A mixed facies consists of a mixture of sand and silt with a sand content of between 30% and 70%. This type of facies characterizes the western part of the bay, which is generally sheltered from the NW swell and appears as muddy sand and sandy silt.

The distribution of sand along the coast of Tangier Bay highlights two sections of beach: The first, extending from the wadi Mghogha to the harbour, consists of moderately classified fine sands. The second, which goes from the wadi Mghogha to the tip of Malabata, consists of medium sands, well to very well ranked [9] .

From a recent sedimentary dynamic point of view, Tangier Bay is characterized by the variety of sedimentary environments, distinct from each other by their hydrodynamic and environmental characteristics, as well as by the nature of sedimentary processes and deposits [10] .

In Tangier Bay as a whole, the distribution of sediments on both the coastline and seabed is generally controlled by hydrodynamic factors, as well as by the main sources of input (wadis). The sandy sediments appear in the eastern zone, where the NNE and NE swell predominates, reflecting a turbulent environment. In the western zone, which is generally more protected from the action of NW swells, fine sediments are becoming increasingly important, along with other mixtures of facies such as silty sand and sandy mud. The distribution of minerals reveals a detritic continental origin from the hinterland formations.

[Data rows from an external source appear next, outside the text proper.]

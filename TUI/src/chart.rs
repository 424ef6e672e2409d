use std::f64::consts::TAU;

use ratatui::{
    buffer::Buffer,
    layout::Rect,
    style::{Color, Style},
    text::{Line, Span},
    widgets::Widget,
};

use crate::backend::{Category, SentimentTriple};

pub const POSITIVE_COLOR: Color = Color::Rgb(0x34, 0xD3, 0x99); // #34D399
pub const NEUTRAL_COLOR: Color = Color::Rgb(0x60, 0xA5, 0xFA);  // #60A5FA
pub const NEGATIVE_COLOR: Color = Color::Rgb(0xF8, 0x71, 0x71); // #F87171

const FILL: &str = "█";

pub fn category_color(category: Category) -> Color {
    match category {
        Category::Positive => POSITIVE_COLOR,
        Category::Neutral => NEUTRAL_COLOR,
        Category::Negative => NEGATIVE_COLOR,
    }
}

/// Three-slice pie, clockwise from 12 o'clock in Positive, Neutral, Negative order.
pub struct PieChart<'a> {
    triple: &'a SentimentTriple,
    empty_style: Style,
}

impl<'a> PieChart<'a> {
    pub fn new(triple: &'a SentimentTriple) -> Self {
        Self {
            triple,
            empty_style: Style::default(),
        }
    }

    pub fn empty_style(mut self, style: Style) -> Self {
        self.empty_style = style;
        self
    }
}

/// Slice owning a point `turn` of the way around (0.0..1.0).
fn slice_at(fractions: &[f64; 3], turn: f64) -> Category {
    let mut cumulative = 0.0;
    let mut last = Category::Negative;
    for (category, share) in Category::ALL.iter().zip(fractions.iter()) {
        if *share <= 0.0 {
            continue;
        }
        cumulative += share;
        last = *category;
        if turn < cumulative {
            return *category;
        }
    }
    last
}

impl Widget for PieChart<'_> {
    fn render(self, area: Rect, buf: &mut Buffer) {
        let Some(fractions) = self.triple.fractions() else {
            if area.width > 0 && area.height > 0 {
                let y = area.y + area.height / 2;
                let msg = "no data";
                let x = area.x + area.width.saturating_sub(msg.len() as u16) / 2;
                buf.set_stringn(x, y, msg, area.width as usize, self.empty_style);
            }
            return;
        };

        // Terminal cells are about twice as tall as they are wide, so measure
        // horizontal distance in half-cells.
        let half_w = area.width as f64 / 2.0;
        let half_h = area.height as f64 / 2.0;
        let radius = half_h.min(half_w / 2.0);
        if radius < 1.0 {
            return;
        }

        for row in 0..area.height {
            for col in 0..area.width {
                let dx = (col as f64 + 0.5 - half_w) / 2.0;
                let dy = row as f64 + 0.5 - half_h;
                if dx * dx + dy * dy > radius * radius {
                    continue;
                }
                let angle = dx.atan2(-dy).rem_euclid(TAU);
                let color = category_color(slice_at(&fractions, angle / TAU));
                if let Some(cell) = buf.cell_mut((area.x + col, area.y + row)) {
                    cell.set_symbol(FILL).set_fg(color);
                }
            }
        }
    }
}

/// One legend line per category, e.g. `■ Positive  80.0%`.
pub fn legend_lines(triple: &SentimentTriple, label_style: Style) -> Vec<Line<'static>> {
    let fractions = triple.fractions().unwrap_or([0.0; 3]);
    Category::ALL
        .iter()
        .zip(fractions.iter())
        .map(|(category, share)| {
            Line::from(vec![
                Span::styled("■ ", Style::default().fg(category_color(*category))),
                Span::styled(format!("{:<9}", category.label()), label_style),
                Span::styled(format!("{:>6.1}%", share * 100.0), label_style),
            ])
        })
        .collect()
}

#[cfg(test)]
mod tests {
    use super::*;

    fn render(triple: &SentimentTriple, width: u16, height: u16) -> Buffer {
        let area = Rect::new(0, 0, width, height);
        let mut buf = Buffer::empty(area);
        PieChart::new(triple).render(area, &mut buf);
        buf
    }

    fn painted(buf: &Buffer) -> Vec<Color> {
        let area = buf.area;
        let mut colors = Vec::new();
        for y in area.top()..area.bottom() {
            for x in area.left()..area.right() {
                let cell = &buf[(x, y)];
                if cell.symbol() == FILL {
                    colors.push(cell.fg);
                }
            }
        }
        colors
    }

    #[test]
    fn test_single_category_paints_only_its_color() {
        let buf = render(&SentimentTriple::new(1.0, 0.0, 0.0), 20, 10);
        let colors = painted(&buf);

        assert!(!colors.is_empty());
        assert!(colors.iter().all(|c| *c == POSITIVE_COLOR));
    }

    #[test]
    fn test_half_split_sides() {
        let buf = render(&SentimentTriple::new(50.0, 0.0, 50.0), 20, 10);

        // Right half runs clockwise from 12 o'clock, so it is the first slice.
        assert_eq!(buf[(15, 3)].fg, POSITIVE_COLOR);
        assert_eq!(buf[(4, 3)].fg, NEGATIVE_COLOR);
    }

    #[test]
    fn test_corners_stay_blank() {
        let buf = render(&SentimentTriple::new(1.0, 1.0, 1.0), 20, 10);
        assert_eq!(buf[(0, 0)].symbol(), " ");
        assert_eq!(buf[(19, 9)].symbol(), " ");
    }

    #[test]
    fn test_zero_triple_shows_placeholder() {
        let buf = render(&SentimentTriple::default(), 20, 10);
        assert!(painted(&buf).is_empty());
        let row: String = (0..20).map(|x| buf[(x, 5)].symbol().to_string()).collect();
        assert!(row.contains("no data"));
    }

    #[test]
    fn test_slice_at_skips_empty_slices() {
        let fractions = [0.5, 0.0, 0.5];
        assert_eq!(slice_at(&fractions, 0.1), Category::Positive);
        assert_eq!(slice_at(&fractions, 0.5), Category::Negative);
        assert_eq!(slice_at(&fractions, 0.99), Category::Negative);
        assert_eq!(slice_at(&[0.2, 0.3, 0.5], 0.3), Category::Neutral);
    }

    #[test]
    fn test_legend_percentages() {
        let lines = legend_lines(&SentimentTriple::new(0.8, 0.15, 0.05), Style::default());
        assert_eq!(lines.len(), 3);
        let first: String = lines[0].spans.iter().map(|s| s.content.as_ref()).collect();
        assert!(first.contains("Positive"));
        assert!(first.contains("80.0%"));
    }
}
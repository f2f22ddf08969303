//! Error types for the settings crate.
//!
//! This module provides structured error types for loading, saving and
//! validating configuration files.

use std::io;
use thiserror::Error;

/// Errors that can occur during settings operations.
#[derive(Error, Debug)]
pub enum SettingsError {
    /// The configuration file could not be loaded.
    #[error("Failed to load settings from {path}: {source}")]
    LoadError {
        path: String,
        #[source]
        source: io::Error,
    },

    /// The configuration file could not be saved.
    #[error("Failed to save settings to {path}: {source}")]
    SaveError {
        path: String,
        #[source]
        source: io::Error,
    },

    /// The configuration directory could not be found.
    #[error("Config directory error: {0}")]
    ConfigDirectory(String),

    /// JSON serialization/deserialization error.
    #[error("JSON error: {0}")]
    JsonError(#[from] serde_json::Error),

    /// TOML deserialization error.
    #[error("TOML error: {0}")]
    TomlError(#[from] toml::de::Error),

    /// TOML serialization error.
    #[error("TOML serialization error: {0}")]
    TomlSerializeError(#[from] toml::ser::Error),

    /// A configuration validation error occurred.
    #[error("Config error: {0}")]
    Config(#[from] ConfigError),
}

/// Errors related to configuration validation.
#[derive(Error, Debug)]
pub enum ConfigError {
    /// The configuration file format is not supported.
    #[error("Unsupported config format: {0}")]
    UnsupportedFormat(String),

    /// A configuration value is invalid.
    #[error("Invalid setting '{key}': {reason}")]
    InvalidSetting { key: String, reason: String },
}

/// Result type alias for settings operations.
pub type SettingsResult<T> = Result<T, SettingsError>;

The surface sediments present in Tangier Bay could have two possible origins [8] : the solid inputs of the main watercourses overlooking Tangier Bay, in particular the Souani, Mlaleh and Mghogha wadis; and the erosion of the clay-grite-clay cliffs overlooking the Tangier Bay shoreline, which excavate most of the coarse fraction.

3. Material and Methods

In this research, we have used a methodological approach that uses the classical techniques of digital geographic information processing, highly appreciated in coastal kinematics and described by many authors [11] .

In order to extract the reference lines from the documents selected to observe and analyse the spatio-temporal evolution of the sandy coastline of the Tangier Bay region on a regional and local scale, we have adopted the following methodological approach: First, the selection of a reference line adapted to the field of study and the type of documents used; then the geometrical rectification of the available data, extraction of the selected reference lines, then photo-interpretation and finally the determination of the rate of change of the coastline.

3.1. Basic Data

The kinematics of the coastline are studied by photo-interpretation using two vertical aerial photographs acquired in panchromatic mode (dated 1981 and 1996) and a satellite image (2017) (Figure 2-4). The scales are 1/40,000, covering a period of 37 years (Table 1), the Google Earth 2017 image is characterized by a high resolution of 10 m. Thus, several dates are often recommended in order to obtain a better result of the temporal evolution of the coastline, the precision of the evolution rate calculation increases with the number of coastlines used [12] . A topographic map of Tangier (1965) with a scale of 1:50,000 was also used for the geometric correction of aerial photographs.

3.2. Software and Tools Used

Three tools were used in this study:

- The ArcGis 10.5 is a GIS processing and mapping software with its multiple extensions, it allows the final processing of data and the production of thematic maps;

- DSAS 4.3.4, which is a tool developed by United State Geological Survey. The “Digital Shoreline Analysis System” is a GIS application for ArcGIS 10.5, allowing the calculation of trend rate statistics on transects perpendicular to the coastline;

- Google Earth Pro, which is a tool designed for professionals to increase productivity, communicate visually and share geographic information. Indeed, this version allows the import of GIS (Geographic Information Systems) data, high resolution printing (up to 4800 pixels) and area measurement.

3.3. Methodology Used to Study the Kinematics of the Coastline

3.3.1. Select Reference Line

Indicators are used to indicate reference lines according to media and detection methods. In a diachronic study based on photo-interpretation, the choice and extraction of a line in conjunction with the different images used is necessary [13] . The inventory and description of the main indicators of the coastline lines

Table 1. Characteristics of aerial photos and satellite images used.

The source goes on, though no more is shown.